Count it among the best performances of both Bruce Willis and Brad Pitt, the 1995 Terry Gilliam modern sci-fi 12 Monkeys is the kind of brilliantly written, post-apocalyptic science fiction movie that would receive a best picture Oscar nod today with the Academy’s pool of 10 potential nominees. It’s serious, dramatic science fiction, not the typical stuff of your average Syfy Channel made for TV movie. But today the Syfy Channel announced it has ordered a pilot for a TV series based on the movie.
The movie 12 Monkeys followed an unstuck-in-time convict in the year 2035 named James Cole, played by Willis, who is repeatedly sent back into the past to uncover the source of a plague reputed to be spread by an “Army of the Twelve Monkeys”–a plague that will one day kill most of the population of Earth unless the scientists can stop the virus in its inception before it mutates. Unfortunately the future’s time travel technology is flawed, and Cole is shot farther back in time than planned, to 1990, where he is arrested and kept in a mental institution. Madeleine Stowe played a psychiatrist in the film and Brad Pitt a patient with Cole, making a sort of odd coupling like Steve McQueen and Dustin Hoffman in Papillon.
Even without a best picture nomination, the Academy gave 12 Monkeys a serious look. Pitt was nominated for best supporting actor for his frenzied characterization and Julie Weiss was nominated for best costume design.
The writers for the new TV series will need to fiddle with the dates a bit, as the original story had James Cole transport back to the then-future date of 1996.

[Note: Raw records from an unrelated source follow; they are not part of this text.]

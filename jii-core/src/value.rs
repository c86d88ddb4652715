//! # Configuration Values
//!
//! [`Value`] is the tagged union used wherever configuration flows: plain
//! data (null, booleans, numbers, strings, lists, maps) plus the two
//! non-data shapes a configuration may legitimately carry, event handlers
//! and live object instances.
//!
//! [`Config`] is an insertion-ordered key/value map. Insertion order matters:
//! behaviors, components and handlers declared in a configuration are
//! materialized in the order they were written.
//!
//! Any `serde_json::Value` converts into a [`Value`], so `json!` literals
//! make convenient configuration:
//!
//! ```rust,ignore
//! let config = Config::from_json(json!({
//!     "className": "app.components.Mailer",
//!     "transport": { "host": "localhost" },
//! }))?;
//! ```

use crate::{error::ConfigError, event::HandlerSpec};
use indexmap::IndexMap;
use serde::{
    Deserialize, Deserializer, Serialize, Serializer,
    ser::{SerializeMap, SerializeSeq},
};
use std::{any::Any, fmt, sync::Arc};

/// The reserved configuration key naming the class to construct.
pub const CLASS_NAME_KEY: &str = "className";

/// A configuration value.
#[derive(Clone, Default)]
pub enum Value {
    /// Absent / undefined.
    #[default]
    Null,
    /// A boolean.
    Bool(bool),
    /// An integer.
    Int(i64),
    /// A floating point number.
    Float(f64),
    /// A string.
    String(String),
    /// A list, replaced wholesale by merges.
    List(Vec<Value>),
    /// A nested plain map, merged key-by-key.
    Map(Config),
    /// An event handler, replaced wholesale by merges.
    Handler(HandlerSpec),
    /// A live object, replaced wholesale by merges.
    Object(Instance),
}

impl Value {
    /// Short name of the variant, used in error messages.
    pub fn kind(&self) -> &'static str {
        match self {
            Value::Null => "null",
            Value::Bool(_) => "bool",
            Value::Int(_) => "int",
            Value::Float(_) => "float",
            Value::String(_) => "string",
            Value::List(_) => "list",
            Value::Map(_) => "map",
            Value::Handler(_) => "handler",
            Value::Object(_) => "object",
        }
    }

    /// Whether this is [`Value::Null`].
    pub fn is_null(&self) -> bool {
        matches!(self, Value::Null)
    }

    /// Borrow as a string slice.
    pub fn as_str(&self) -> Option<&str> {
        match self {
            Value::String(s) => Some(s),
            _ => None,
        }
    }

    /// Read as a boolean.
    pub fn as_bool(&self) -> Option<bool> {
        match self {
            Value::Bool(b) => Some(*b),
            _ => None,
        }
    }

    /// Read as an integer.
    pub fn as_i64(&self) -> Option<i64> {
        match self {
            Value::Int(i) => Some(*i),
            _ => None,
        }
    }

    /// Read as a float. Integers are widened.
    pub fn as_f64(&self) -> Option<f64> {
        match self {
            Value::Float(f) => Some(*f),
            Value::Int(i) => Some(*i as f64),
            _ => None,
        }
    }

    /// Borrow as a list.
    pub fn as_list(&self) -> Option<&[Value]> {
        match self {
            Value::List(items) => Some(items),
            _ => None,
        }
    }

    /// Borrow as a map.
    pub fn as_map(&self) -> Option<&Config> {
        match self {
            Value::Map(map) => Some(map),
            _ => None,
        }
    }

    /// Borrow as a live instance.
    pub fn as_instance(&self) -> Option<&Instance> {
        match self {
            Value::Object(instance) => Some(instance),
            _ => None,
        }
    }

    /// Borrow as a handler.
    pub fn as_handler(&self) -> Option<&HandlerSpec> {
        match self {
            Value::Handler(handler) => Some(handler),
            _ => None,
        }
    }

    /// Whether this value is falsy in the loose sense used by hooks.
    pub fn is_falsy(&self) -> bool {
        match self {
            Value::Null | Value::Bool(false) => true,
            Value::Int(i) => *i == 0,
            Value::String(s) => s.is_empty(),
            _ => false,
        }
    }
}

impl PartialEq for Value {
    fn eq(&self, other: &Self) -> bool {
        match (self, other) {
            (Value::Null, Value::Null) => true,
            (Value::Bool(a), Value::Bool(b)) => a == b,
            (Value::Int(a), Value::Int(b)) => a == b,
            (Value::Float(a), Value::Float(b)) => a == b,
            (Value::String(a), Value::String(b)) => a == b,
            (Value::List(a), Value::List(b)) => a == b,
            (Value::Map(a), Value::Map(b)) => a == b,
            (Value::Handler(a), Value::Handler(b)) => a.same_as(b),
            (Value::Object(a), Value::Object(b)) => a.ptr_eq(b),
            _ => false,
        }
    }
}

impl fmt::Debug for Value {
    fn fmt(&self, f: &mut fmt::Formatter<'_>) -> fmt::Result {
        match self {
            Value::Null => f.write_str("Null"),
            Value::Bool(b) => write!(f, "Bool({b})"),
            Value::Int(i) => write!(f, "Int({i})"),
            Value::Float(x) => write!(f, "Float({x})"),
            Value::String(s) => write!(f, "String({s:?})"),
            Value::List(items) => f.debug_list().entries(items).finish(),
            Value::Map(map) => fmt::Debug::fmt(map, f),
            Value::Handler(_) => f.write_str("Handler(..)"),
            Value::Object(instance) => write!(f, "Object({})", instance.type_name()),
        }
    }
}

macro_rules! impl_from_scalar {
    ($($ty:ty => $variant:ident),+ $(,)?) => {
        $(
            impl From<$ty> for Value {
                fn from(value: $ty) -> Self {
                    Value::$variant(value.into())
                }
            }
        )+
    };
}

impl_from_scalar! {
    bool => Bool,
    i32 => Int,
    i64 => Int,
    u32 => Int,
    f64 => Float,
    String => String,
    &str => String,
    Config => Map,
    Vec<Value> => List,
    HandlerSpec => Handler,
    Instance => Object,
}

impl<T: Into<Value>> From<Option<T>> for Value {
    fn from(value: Option<T>) -> Self {
        value.map_or(Value::Null, Into::into)
    }
}

impl From<serde_json::Value> for Value {
    fn from(value: serde_json::Value) -> Self {
        match value {
            serde_json::Value::Null => Value::Null,
            serde_json::Value::Bool(b) => Value::Bool(b),
            serde_json::Value::Number(n) => match n.as_i64() {
                Some(i) => Value::Int(i),
                None => Value::Float(n.as_f64().unwrap_or(f64::NAN)),
            },
            serde_json::Value::String(s) => Value::String(s),
            serde_json::Value::Array(items) => {
                Value::List(items.into_iter().map(Value::from).collect())
            }
            serde_json::Value::Object(map) => Value::Map(
                map.into_iter()
                    .map(|(key, value)| (key, Value::from(value)))
                    .collect(),
            ),
        }
    }
}

impl Serialize for Value {
    fn serialize<S: Serializer>(&self, serializer: S) -> Result<S::Ok, S::Error> {
        match self {
            Value::Null => serializer.serialize_unit(),
            Value::Bool(b) => serializer.serialize_bool(*b),
            Value::Int(i) => serializer.serialize_i64(*i),
            Value::Float(x) => serializer.serialize_f64(*x),
            Value::String(s) => serializer.serialize_str(s),
            Value::List(items) => {
                let mut seq = serializer.serialize_seq(Some(items.len()))?;
                for item in items {
                    seq.serialize_element(item)?;
                }
                seq.end()
            }
            Value::Map(map) => map.serialize(serializer),
            Value::Handler(_) => serializer.serialize_str("[handler]"),
            Value::Object(instance) => {
                serializer.serialize_str(&format!("[object {}]", instance.type_name()))
            }
        }
    }
}

impl<'de> Deserialize<'de> for Value {
    fn deserialize<D: Deserializer<'de>>(deserializer: D) -> Result<Self, D::Error> {
        serde_json::Value::deserialize(deserializer).map(Value::from)
    }
}

// ============================================================================
// Instance
// ============================================================================

/// A shared, type-erased live object carried inside a [`Value`].
///
/// The pointer is stored as `Arc<P>` for any `P: ?Sized`, so trait objects
/// such as `Arc<dyn Behavior>` round-trip through configuration unchanged.
#[derive(Clone)]
pub struct Instance {
    type_name: &'static str,
    address: usize,
    inner: Arc<dyn Any + Send + Sync>,
}

impl Instance {
    /// Wrap a shared pointer.
    pub fn new<P>(type_name: &'static str, value: Arc<P>) -> Self
    where
        P: ?Sized + Send + Sync + 'static,
    {
        Self {
            type_name,
            address: Arc::as_ptr(&value) as *const () as usize,
            inner: Arc::new(value),
        }
    }

    /// The type name given at construction.
    pub fn type_name(&self) -> &'static str {
        self.type_name
    }

    /// Recover the shared pointer, if it was stored as `Arc<P>`.
    pub fn get<P>(&self) -> Option<Arc<P>>
    where
        P: ?Sized + Send + Sync + 'static,
    {
        self.inner.downcast_ref::<Arc<P>>().cloned()
    }

    /// Whether both instances point at the same object.
    pub fn ptr_eq(&self, other: &Instance) -> bool {
        self.address == other.address
    }
}

impl fmt::Debug for Instance {
    fn fmt(&self, f: &mut fmt::Formatter<'_>) -> fmt::Result {
        f.debug_struct("Instance")
            .field("type_name", &self.type_name)
            .finish_non_exhaustive()
    }
}

// ============================================================================
// Config
// ============================================================================

/// An insertion-ordered configuration map.
#[derive(Clone, Default, PartialEq)]
pub struct Config(IndexMap<String, Value>);

impl Config {
    /// Create an empty configuration.
    pub fn new() -> Self {
        Self(IndexMap::new())
    }

    /// Convert a JSON object into a configuration.
    pub fn from_json(value: serde_json::Value) -> Result<Self, ConfigError> {
        match Value::from(value) {
            Value::Map(config) => Ok(config),
            Value::Null => Ok(Config::new()),
            other => Err(ConfigError::Malformed(format!(
                "expected an object, found {}",
                other.kind()
            ))),
        }
    }

    /// Builder-style insert.
    pub fn with(mut self, key: impl Into<String>, value: impl Into<Value>) -> Self {
        self.0.insert(key.into(), value.into());
        self
    }

    /// Insert a key, returning the previous value.
    pub fn insert(&mut self, key: impl Into<String>, value: impl Into<Value>) -> Option<Value> {
        self.0.insert(key.into(), value.into())
    }

    /// Look up a key.
    pub fn get(&self, key: &str) -> Option<&Value> {
        self.0.get(key)
    }

    /// Look up a key mutably.
    pub fn get_mut(&mut self, key: &str) -> Option<&mut Value> {
        self.0.get_mut(key)
    }

    /// Look up a string key.
    pub fn get_str(&self, key: &str) -> Option<&str> {
        self.get(key).and_then(Value::as_str)
    }

    /// Remove a key, preserving the order of the remaining entries.
    pub fn remove(&mut self, key: &str) -> Option<Value> {
        self.0.shift_remove(key)
    }

    /// Whether the key is present.
    pub fn contains_key(&self, key: &str) -> bool {
        self.0.contains_key(key)
    }

    /// The `className` entry, if it is a string.
    pub fn class_name(&self) -> Option<&str> {
        self.get_str(CLASS_NAME_KEY)
    }

    /// Remove and return the `className` entry.
    pub fn take_class_name(&mut self) -> Result<Option<String>, ConfigError> {
        match self.remove(CLASS_NAME_KEY) {
            None => Ok(None),
            Some(Value::String(name)) => Ok(Some(name)),
            Some(other) => Err(ConfigError::Malformed(format!(
                "`{CLASS_NAME_KEY}` must be a string, found {}",
                other.kind()
            ))),
        }
    }

    /// Iterate over entries in insertion order.
    pub fn iter(&self) -> impl Iterator<Item = (&String, &Value)> {
        self.0.iter()
    }

    /// Iterate over keys in insertion order.
    pub fn keys(&self) -> impl Iterator<Item = &String> {
        self.0.keys()
    }

    /// Number of entries.
    pub fn len(&self) -> usize {
        self.0.len()
    }

    /// Whether there are no entries.
    pub fn is_empty(&self) -> bool {
        self.0.is_empty()
    }
}

impl fmt::Debug for Config {
    fn fmt(&self, f: &mut fmt::Formatter<'_>) -> fmt::Result {
        f.debug_map().entries(self.0.iter()).finish()
    }
}

impl IntoIterator for Config {
    type Item = (String, Value);
    type IntoIter = indexmap::map::IntoIter<String, Value>;

    fn into_iter(self) -> Self::IntoIter {
        self.0.into_iter()
    }
}

impl<K: Into<String>> FromIterator<(K, Value)> for Config {
    fn from_iter<I: IntoIterator<Item = (K, Value)>>(iter: I) -> Self {
        Self(iter.into_iter().map(|(k, v)| (k.into(), v)).collect())
    }
}

impl Serialize for Config {
    fn serialize<S: Serializer>(&self, serializer: S) -> Result<S::Ok, S::Error> {
        let mut map = serializer.serialize_map(Some(self.0.len()))?;
        for (key, value) in &self.0 {
            map.serialize_entry(key, value)?;
        }
        map.end()
    }
}

impl<'de> Deserialize<'de> for Config {
    fn deserialize<D: Deserializer<'de>>(deserializer: D) -> Result<Self, D::Error> {
        let value = serde_json::Value::deserialize(deserializer)?;
        Config::from_json(value).map_err(serde::de::Error::custom)
    }
}

// ============================================================================
// Merging
// ============================================================================

/// Deep-merge configurations left to right into a new configuration.
///
/// Nested maps merge key by key. Lists, handlers, objects and scalars are
/// replaced wholesale by the right-most occurrence. Inputs are not mutated.
pub fn merge_configs<'a>(configs: impl IntoIterator<Item = &'a Config>) -> Config {
    let mut merged = Config::new();
    for config in configs {
        merge_into(&mut merged, config);
    }
    merged
}

/// Deep-merge `source` into `target` in place.
pub fn merge_into(target: &mut Config, source: &Config) {
    for (key, value) in source.iter() {
        if let Value::Map(incoming) = value {
            if let Some(Value::Map(existing)) = target.get_mut(key) {
                merge_into(existing, incoming);
                continue;
            }
        }
        target.insert(key.clone(), value.clone());
    }
}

Production for the Syfy series is scheduled for November 2013, with Star Trek Voyager and Enterprise production writer Terry Matalas and Terra Nova and Nikita writer Travis Fickett slated to write the script. borg.com readers will be familiar with the writing team, who created the successful IDW Publishing comic book mini-series Star Trek: The Next Generation “Hive” reviewed here earlier this year.
Casting decisions should be released in the coming months.